64 Relief for research expenditure.U.K.
(1)The section set out in Part I of Schedule 13 to this Act shall be inserted in the principal Act after section 5A for the purpose of setting up a new allowance by virtue of which a participator in an oil field may obtain relief for certain research expenditure which is incurred otherwise than in connection with that field.
(2)For the purpose of giving effect to, and in consequence of, the new allowance, the enactments specified in Part II of Schedule 13 to this Act shall have effect subject to the amendments there specified.
(3)Part III of Schedule 13 to this Act shall have effect with respect to sums falling to be set off against expenditure which would otherwise be allowable under the new section set out in Part I of that Schedule.
65 Cross-field allowance of certain expenditure incurred on new fields.U.K.
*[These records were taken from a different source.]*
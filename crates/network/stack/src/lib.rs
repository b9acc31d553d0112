//! Layered network data path over a [`NicDevice`].
//!
//! Ethernet II framing, ARP resolution with a small neighbour cache,
//! options-free IPv4 datagrams, and ICMP echo. Each interface is one
//! owned [`NetStack`]; hosts that service the stack from a device
//! interrupt wrap it in a [`SharedStack`].
//!
//! The split mirrors the wire: [`ether`] frames and dispatches,
//! [`arp`] resolves, [`ipv4`] carries, [`icmp`] answers pings.

#![no_std]

#[cfg(test)]
extern crate std;

pub mod arp;
pub mod checksum;
pub mod ether;
pub mod icmp;
pub mod ipv4;
pub mod shared;
pub mod stack;
pub mod types;

#[cfg(test)]
mod testutil;

pub use lark_driver_traits::{Console, Delay, MacAddr, NetError, NetResult, NicDevice};

pub use arp::CacheEntry;
pub use shared::SharedStack;
pub use stack::{NetStack, StackConfig};
pub use types::Ipv4Addr;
(1)Where an election is made by a participator in an oil field (in this section referred to as “the receiving field”), up to 10 per cent. of certain expenditure incurred on or after 17th March 1987 in connection with another field, being a field which is for the purposes of this section a relevant new field, shall be allowable in accordance with this section in respect of the receiving field; and in the following provisions of this section the relevant new field in connection with which the expenditure was incurred is referred to as “the field of origin”.
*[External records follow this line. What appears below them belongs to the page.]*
//! ICMP echo messages.

use crate::checksum;

/// Message type for an echo reply
pub const TYPE_ECHO_REPLY: u8 = 0;
/// Message type for an echo request
pub const TYPE_ECHO_REQUEST: u8 = 8;

/// Octets in an echo message header
pub const HEADER_LEN: usize = 8;

/// Identifier stamped into locally generated echo requests
pub const ECHO_IDENT: u16 = 0x1234;

/// Payload length of locally generated echo requests
pub const ECHO_PAYLOAD_LEN: usize = 56;

/// Decoded echo message header.
#[derive(Debug, Clone, Copy, PartialEq, Eq)]
pub struct EchoHeader {
    pub msg_type: u8,
    pub code: u8,
    pub ident: u16,
    pub seq: u16,
}

/// Builds an echo request with the incrementing-byte test payload
/// into `buf` and returns the message length.
pub fn encode_echo_request(buf: &mut [u8], seq: u16) -> usize {
    let len = HEADER_LEN + ECHO_PAYLOAD_LEN;
    buf[0] = TYPE_ECHO_REQUEST;
    buf[1] = 0;
    buf[2..4].copy_from_slice(&[0, 0]);
    buf[4..6].copy_from_slice(&ECHO_IDENT.to_be_bytes());
    buf[6..8].copy_from_slice(&seq.to_be_bytes());
    for (offset, byte) in buf[HEADER_LEN..len].iter_mut().enumerate() {
        *byte = offset as u8;
    }
    let sum = checksum::compute(&buf[..len]);
    buf[2..4].copy_from_slice(&sum.to_be_bytes());
    len
}

/// Splits an echo message into header and payload.
///
/// The checksum is not inspected here; the datagram layer already
/// validated its own header and the legacy path trusts the rest.
pub fn parse(bytes: &[u8]) -> Option<(EchoHeader, &[u8])> {
    if bytes.len() < HEADER_LEN {
        return None;
    }
    let header = EchoHeader {
        msg_type: bytes[0],
        code: bytes[1],
        ident: u16::from_be_bytes([bytes[4], bytes[5]]),
        seq: u16::from_be_bytes([bytes[6], bytes[7]]),
    };
    Some((header, &bytes[HEADER_LEN..]))
}

/// Turns a received echo request into its reply in `out` and returns
/// the message length.
///
/// The request is copied verbatim with only the type rewritten and
/// the checksum recomputed, so payloads of any length echo back
/// unchanged.
pub fn make_reply(message: &[u8], out: &mut [u8]) -> Option<usize> {
    if message.len() < HEADER_LEN || out.len() < message.len() {
        return None;
    }
    let len = message.len();
    out[..len].copy_from_slice(message);
    out[0] = TYPE_ECHO_REPLY;
    out[2] = 0;
    out[3] = 0;
    let sum = checksum::compute(&out[..len]);
    out[2..4].copy_from_slice(&sum.to_be_bytes());
    Some(len)
}

#[cfg(test)]
mod tests {
    use super::*;

    #[test]
    fn test_request_layout() {
        let mut buf = [0u8; HEADER_LEN + ECHO_PAYLOAD_LEN];
        let len = encode_echo_request(&mut buf, 5);
        assert_eq!(len, 64);

        let (header, payload) = parse(&buf[..len]).unwrap();
        assert_eq!(header.msg_type, TYPE_ECHO_REQUEST);
        assert_eq!(header.code, 0);
        assert_eq!(header.ident, ECHO_IDENT);
        assert_eq!(header.seq, 5);
        assert_eq!(payload.len(), ECHO_PAYLOAD_LEN);
        assert!(payload.iter().enumerate().all(|(i, b)| *b == i as u8));
        assert!(checksum::verify(&buf[..len]));
    }

    #[test]
    fn test_parse_rejects_short_message() {
        assert!(parse(&[0u8; HEADER_LEN - 1]).is_none());
    }

    #[test]
    fn test_reply_preserves_request_verbatim() {
        let mut request = [0u8; HEADER_LEN + 11];
        request[0] = TYPE_ECHO_REQUEST;
        request[4..6].copy_from_slice(&0xBEEFu16.to_be_bytes());
        request[6..8].copy_from_slice(&42u16.to_be_bytes());
        request[HEADER_LEN..].copy_from_slice(b"odd payload");
        let sum = checksum::compute(&request);
        request[2..4].copy_from_slice(&sum.to_be_bytes());

        let mut out = [0u8; 64];
        let len = make_reply(&request, &mut out).unwrap();
        assert_eq!(len, request.len());

        let (header, payload) = parse(&out[..len]).unwrap();
        assert_eq!(header.msg_type, TYPE_ECHO_REPLY);
        assert_eq!(header.ident, 0xBEEF);
        assert_eq!(header.seq, 42);
        assert_eq!(payload, b"odd payload");
        assert!(checksum::verify(&out[..len]));
    }

    #[test]
    fn test_reply_needs_room_and_header() {
        let mut out = [0u8; 4];
        assert!(make_reply(&[0u8; 16], &mut out).is_none());
        let mut out = [0u8; 64];
        assert!(make_reply(&[0u8; HEADER_LEN - 1], &mut out).is_none());
    }

    #[test]
    fn test_encoded_request_matches_reference_parser() {
        use smoltcp::wire::{Icmpv4Message, Icmpv4Packet};

        let mut buf = [0u8; HEADER_LEN + ECHO_PAYLOAD_LEN];
        let len = encode_echo_request(&mut buf, 9);

        let parsed = Icmpv4Packet::new_checked(&buf[..len]).unwrap();
        assert!(parsed.verify_checksum());
        assert_eq!(parsed.msg_type(), Icmpv4Message::EchoRequest);
        assert_eq!(parsed.msg_code(), 0);
        assert_eq!(parsed.echo_ident(), ECHO_IDENT);
        assert_eq!(parsed.echo_seq_no(), 9);
    }
}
(2)An election under this section may be made only in respect of expenditure which—
(a)was incurred by the participator making the election or, if that participator is a body corporate, by an associated company; and
(b)as regards the field of origin, is allowable under section 3 or section 4 of the principal Act or section 3 of the Oil Taxation Act 1983; and
(c)as regards the field of origin, has been allowed as qualifying for supplement under section 2(9)(b)(ii) or (c)(ii) of the principal Act (in the following provisions of this section referred to as “supplement”); and
(d)is not expenditure falling within subsection (1) of section 5A of the principal Act (allowance of exploration and appraisal expenditure);
and Part I of Schedule 14 to this Act shall have effect with respect to elections under this section.
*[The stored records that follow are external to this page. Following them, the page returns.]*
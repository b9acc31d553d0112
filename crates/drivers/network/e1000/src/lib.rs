//! Intel e1000 network interface driver
//!
//! Drives the 82540EM-class parts that QEMU and VirtualBox emulate. The
//! device is located over the host's [`PciBus`], its BAR0 register window is
//! wrapped by the `regs` accessor, and all descriptor traffic goes through
//! the ring types. The initialized device implements [`NicDevice`] for the
//! protocol stack.
//!
//! Receive is a non-blocking, one-frame-per-call poll; the host's interrupt
//! handler (or a poll loop) is expected to call [`NicDevice::receive_frame`]
//! until it reports nothing pending. If frames arrive faster than they are
//! drained and the ring wraps, the overwritten frames are lost.

#![no_std]

#[cfg(test)]
extern crate std;

mod regs;
mod ring;

#[cfg(test)]
mod testutil;

use lark_driver_traits::{
    debug_bus, debug_network, Delay, DmaAllocator, MacAddr, NetError, NetResult, NicDevice,
    PciBar, PciBus,
};

use regs::*;
use ring::{RxRing, TxRing, RX_DESC_COUNT};

const VENDOR_INTEL: u16 = 0x8086;
const DEVICE_82540EM: u16 = 0x100E;
const DEVICE_82545EM: u16 = 0x100F;

const RESET_POLL_LIMIT: u32 = 1000;

/// Intel e1000 network device
pub struct E1000Device {
    regs: Regs,
    rx: RxRing,
    tx: TxRing,
    mac: MacAddr,
    irq_line: u8,
}

// Sole owner of its register window and DMA blocks.
unsafe impl Send for E1000Device {}

impl E1000Device {
    /// Locate, reset, and bring up the first e1000 on the bus.
    ///
    /// Ring and buffer memory comes from `dma` and is never freed. Nothing
    /// is allocated before the probe and reset steps that can fail, so an
    /// error leaves no state behind.
    pub fn initialize<P: PciBus + ?Sized>(
        pci: &P,
        dma: &'static dyn DmaAllocator,
        delay: &dyn Delay,
    ) -> NetResult<E1000Device> {
        let mut found = None;
        for device in [DEVICE_82540EM, DEVICE_82545EM] {
            if let Some(info) = pci.find_by_id(VENDOR_INTEL, device) {
                found = Some(info);
                break;
            }
        }
        let info = found.ok_or(NetError::DeviceNotFound)?;
        debug_bus!(
            "e1000 at {:02x}:{:02x}.{}",
            info.address.bus,
            info.address.device,
            info.address.function
        );

        let base = match info.bars[0] {
            PciBar::Memory { address, .. } if address != 0 => address,
            _ => return Err(NetError::MappingFailed),
        };
        let regs = unsafe { Regs::new(base) };

        if regs.read(REG_STATUS) == 0xFFFF_FFFF {
            return Err(NetError::DeviceUnresponsive);
        }

        pci.enable_bus_master(info.address);
        pci.enable_memory_space(info.address);

        reset(&regs, delay)?;

        let mac = read_mac(&regs);
        let rx = RxRing::init(dma);
        let tx = TxRing::init(dma);

        let mut dev = E1000Device { regs, rx, tx, mac, irq_line: info.interrupt_line };
        dev.program_rx();
        dev.program_tx();
        dev.enable_link();
        dev.enable_rx_interrupt();

        Ok(dev)
    }

    fn program_rx(&mut self) {
        self.regs.write(REG_RDBAL, self.rx.base() as u32);
        self.regs.write(REG_RDBAH, (self.rx.base() >> 32) as u32);
        self.regs.write(REG_RDLEN, self.rx.len_bytes());
        self.regs.write(REG_RDH, 0);
        self.regs.write(REG_RDT, (RX_DESC_COUNT - 1) as u32);

        self.regs
            .write(REG_RCTL, RCTL_EN | RCTL_BAM | RCTL_BSIZE_2048 | RCTL_SECRC);
    }

    fn program_tx(&mut self) {
        self.regs.write(REG_TDBAL, self.tx.base() as u32);
        self.regs.write(REG_TDBAH, (self.tx.base() >> 32) as u32);
        self.regs.write(REG_TDLEN, self.tx.len_bytes());
        self.regs.write(REG_TDH, 0);
        self.regs.write(REG_TDT, 0);

        // Collision threshold 0x10, collision distance 0x40.
        self.regs
            .write(REG_TCTL, TCTL_EN | TCTL_PSP | (0x10 << 4) | (0x40 << 12));
    }

    fn enable_link(&mut self) {
        let ctrl = self.regs.read(REG_CTRL);
        self.regs.write(REG_CTRL, ctrl | CTRL_SLU | CTRL_ASDE);
    }

    fn enable_rx_interrupt(&mut self) {
        let _ = self.regs.read(REG_ICR);
        self.regs.write(REG_IMS, ICR_RXT0 | ICR_LSC);
    }
}

fn reset(regs: &Regs, delay: &dyn Delay) -> NetResult<()> {
    regs.write(REG_IMC, 0xFFFF_FFFF);
    let ctrl = regs.read(REG_CTRL);
    regs.write(REG_CTRL, ctrl | CTRL_RST);

    let mut cleared = false;
    for _ in 0..RESET_POLL_LIMIT {
        if regs.read(REG_CTRL) & CTRL_RST == 0 {
            cleared = true;
            break;
        }
        delay.delay_ms(1);
    }
    if !cleared {
        return Err(NetError::ResetTimeout);
    }

    regs.write(REG_IMC, 0xFFFF_FFFF);
    let _ = regs.read(REG_ICR);
    Ok(())
}

fn read_mac(regs: &Regs) -> MacAddr {
    let ral = regs.read(REG_RAL0);
    let rah = regs.read(REG_RAH0);

    if ral != 0 && ral != 0xFFFF_FFFF {
        MacAddr([
            ral as u8,
            (ral >> 8) as u8,
            (ral >> 16) as u8,
            (ral >> 24) as u8,
            rah as u8,
            (rah >> 8) as u8,
        ])
    } else {
        // No address programmed; fall back to the QEMU default and write it
        // back so receive filtering matches what we advertise.
        let mac = MacAddr([0x52, 0x54, 0x00, 0x12, 0x34, 0x56]);
        program_mac(regs, mac);
        mac
    }
}

fn program_mac(regs: &Regs, mac: MacAddr) {
    let m = mac.octets();
    let ral = (m[0] as u32) | ((m[1] as u32) << 8) | ((m[2] as u32) << 16) | ((m[3] as u32) << 24);
    let rah = (m[4] as u32) | ((m[5] as u32) << 8) | (1 << 31); // Address Valid

    regs.write(REG_RAL0, ral);
    regs.write(REG_RAH0, rah);
}

impl NicDevice for E1000Device {
    fn mac_address(&self) -> MacAddr {
        self.mac
    }

    fn send_frame(&mut self, frame: &[u8]) -> NetResult<()> {
        let tail = self.tx.push_frame(frame)?;
        self.regs.write(REG_TDT, tail as u32);
        debug_network!("tx {} bytes", frame.len());
        Ok(())
    }

    fn receive_frame(&mut self, buf: &mut [u8]) -> NetResult<Option<usize>> {
        match self.rx.take_frame(buf) {
            Some((slot, len)) => {
                self.regs.write(REG_RDT, slot as u32);
                debug_network!("rx {} bytes", len);
                Ok(Some(len))
            }
            None => Ok(None),
        }
    }

    fn link_up(&self) -> bool {
        self.regs.read(REG_STATUS) & STATUS_LU != 0
    }

    fn interrupt_line(&self) -> u8 {
        self.irq_line
    }

    fn ack_interrupt(&mut self) {
        let _ = self.regs.read(REG_ICR);
    }
}

#[cfg(test)]
impl E1000Device {
    /// Assemble a device over a plain-memory register window, skipping the
    /// probe and reset steps that need live hardware.
    fn over_window(base: u64, dma: &'static dyn DmaAllocator) -> E1000Device {
        let regs = unsafe { Regs::new(base) };
        let mac = read_mac(&regs);
        let rx = RxRing::init(dma);
        let tx = TxRing::init(dma);

        let mut dev = E1000Device { regs, rx, tx, mac, irq_line: 11 };
        dev.program_rx();
        dev.program_tx();
        dev.enable_link();
        dev.enable_rx_interrupt();
        dev
    }
}

// `unwrap_err` in the tests needs the Ok type to be Debug; the dyn
// DmaAllocator handle inside TxRing rules out a derive.
#[cfg(test)]
impl core::fmt::Debug for E1000Device {
    fn fmt(&self, f: &mut core::fmt::Formatter<'_>) -> core::fmt::Result {
        f.debug_struct("E1000Device")
            .field("mac", &self.mac)
            .field("irq_line", &self.irq_line)
            .finish_non_exhaustive()
    }
}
(3)A participator may not make an election under this section in respect of expenditure which was incurred before the date which is his qualifying date, within the meaning of section 113 of the Finance Act 1984 (restriction of PRT reliefs), in relation to the receiving field unless that date falls before the end of the first chargeable period in relation to that field.
(4)Where, by virtue of an election by a participator under this section, an amount of expenditure is allowable in respect of the receiving field, it shall be allowable as follows—
(a)it shall be taken into account in that assessment to tax or determination relating to a chargeable period of the receiving field which is specified in Part II of Schedule 14 to this Act; and
(b)it shall be so taken into account under subsection (8) of section 2 of the principal Act (allowable expenditure etc.) as if, for the chargeable period in question, it were an addition to the sum mentioned in paragraph (a) of that subsection; and
(c)it shall be excluded in determining for the purposes of section 111(2) of the Finance Act 1981 (restriction of expenditure supplement) whether any, and if so what, assessable profit or allowable loss accrues to the participator in any chargeable period of the receiving field.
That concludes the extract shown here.